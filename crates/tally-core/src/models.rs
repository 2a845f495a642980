//! Data models for Tally
//!
//! Defines the core data structures: Habit, Frequency, and the collection
//! state held by the store.

use std::collections::BTreeSet;
use std::fmt;
use std::str::FromStr;

use chrono::NaiveDate;
use serde::{Deserialize, Serialize};
use uuid::Uuid;

use crate::error::ValidationError;

/// Minimum habit name length (after trimming)
pub const NAME_MIN_LEN: usize = 3;

/// Maximum habit name length (after trimming)
pub const NAME_MAX_LEN: usize = 50;

/// How often a habit is meant to be done
#[derive(Debug, Clone, Copy, Default, Serialize, Deserialize, PartialEq, Eq, Hash)]
#[serde(rename_all = "lowercase")]
pub enum Frequency {
    #[default]
    Daily,
    Weekly,
}

impl Frequency {
    pub fn as_str(&self) -> &'static str {
        match self {
            Frequency::Daily => "daily",
            Frequency::Weekly => "weekly",
        }
    }
}

impl fmt::Display for Frequency {
    fn fmt(&self, f: &mut fmt::Formatter<'_>) -> fmt::Result {
        f.write_str(self.as_str())
    }
}

impl FromStr for Frequency {
    type Err = ValidationError;

    fn from_str(s: &str) -> Result<Self, Self::Err> {
        match s.trim().to_ascii_lowercase().as_str() {
            "daily" => Ok(Frequency::Daily),
            "weekly" => Ok(Frequency::Weekly),
            other => Err(ValidationError::UnknownFrequency(other.to_string())),
        }
    }
}

/// A trackable recurring activity
#[derive(Debug, Clone, Serialize, Deserialize, PartialEq, Eq)]
#[serde(rename_all = "camelCase")]
pub struct Habit {
    /// Unique identifier, never reused
    pub id: Uuid,
    /// Display name (trimmed, 3-50 characters)
    pub name: String,
    /// Fixed at creation
    pub frequency: Frequency,
    /// Days the habit was marked done
    #[serde(default)]
    pub completed_dates: BTreeSet<NaiveDate>,
}

impl Habit {
    /// Create a new habit with a fresh id and no completions
    ///
    /// The name is trimmed and checked against the length bounds.
    pub fn new(name: &str, frequency: Frequency) -> Result<Self, ValidationError> {
        Self::with_id(Uuid::new_v4(), name, frequency)
    }

    /// Create a habit with a specific ID (for loading from a source)
    pub fn with_id(id: Uuid, name: &str, frequency: Frequency) -> Result<Self, ValidationError> {
        let name = validate_name(name)?;
        Ok(Self {
            id,
            name,
            frequency,
            completed_dates: BTreeSet::new(),
        })
    }

    /// Whether the habit was done on `date`
    pub fn is_completed_on(&self, date: NaiveDate) -> bool {
        self.completed_dates.contains(&date)
    }

    /// Flip completion for `date`, returning whether it is now completed
    pub fn toggle(&mut self, date: NaiveDate) -> bool {
        if self.completed_dates.remove(&date) {
            false
        } else {
            self.completed_dates.insert(date);
            true
        }
    }
}

/// Trim a habit name and check its length
///
/// Length is counted in characters, not bytes.
pub fn validate_name(name: &str) -> Result<String, ValidationError> {
    let trimmed = name.trim();
    let len = trimmed.chars().count();

    if len == 0 {
        return Err(ValidationError::EmptyName);
    }
    if len < NAME_MIN_LEN {
        return Err(ValidationError::NameTooShort {
            len,
            min: NAME_MIN_LEN,
        });
    }
    if len > NAME_MAX_LEN {
        return Err(ValidationError::NameTooLong {
            len,
            max: NAME_MAX_LEN,
        });
    }

    Ok(trimmed.to_string())
}

/// Snapshot of everything the store holds
#[derive(Debug, Clone, Default, Serialize, PartialEq, Eq)]
pub struct HabitCollectionState {
    /// Habits in creation order
    pub habits: Vec<Habit>,
    /// True while a load is outstanding
    pub is_loading: bool,
    /// Message from the last failed load
    pub error: Option<String>,
}

impl HabitCollectionState {
    /// Find a habit by id
    pub fn get(&self, id: Uuid) -> Option<&Habit> {
        self.habits.iter().find(|h| h.id == id)
    }

    pub(crate) fn get_mut(&mut self, id: Uuid) -> Option<&mut Habit> {
        self.habits.iter_mut().find(|h| h.id == id)
    }
}
//! Refresh command handler
//!
//! Pulls the habit list from a remote source and replaces the local file
//! with it. Local edits not present remotely are discarded.

use anyhow::{bail, Context, Result};
use tracing::info;

use tally_core::{Config, HabitError, HabitStore, HttpSource, JsonFileSource};

use crate::output::Output;

/// Replace local habits with the list served at `url` (or `source_url`)
pub async fn refresh(config: &Config, url: Option<String>, output: &Output) -> Result<()> {
    let Some(url) = url.or_else(|| config.source_url.clone()) else {
        bail!(
            "No source configured. Pass --url or set one:\n  tally config set source_url <url>"
        );
    };

    let remote = HabitStore::new(HttpSource::new(&url)?);
    if let Err(e) = remote.load().await {
        if let HabitError::Load(ref load) = e {
            if let Some(hint) = load.recovery_suggestion() {
                eprintln!("{}", hint);
            }
        }
        return Err(e).with_context(|| format!("Failed to refresh from {}", url));
    }

    config.ensure_data_dir()?;
    let local = JsonFileSource::new(config.habits_path());
    let habits = remote.habits();
    local
        .save(&habits)
        .await
        .context("Failed to save refreshed habits")?;

    info!(count = habits.len(), %url, "Refreshed habits");
    output.success(&format!("Refreshed {} habit(s) from {}", habits.len(), url));
    Ok(())
}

Task instructions:
Return each line of the material in which the string "HttpSource" can be found.

Result below:
use tally_core::{Config, HabitError, HabitStore, HttpSource, JsonFileSource};
    let remote = HabitStore::new(HttpSource::new(&url)?);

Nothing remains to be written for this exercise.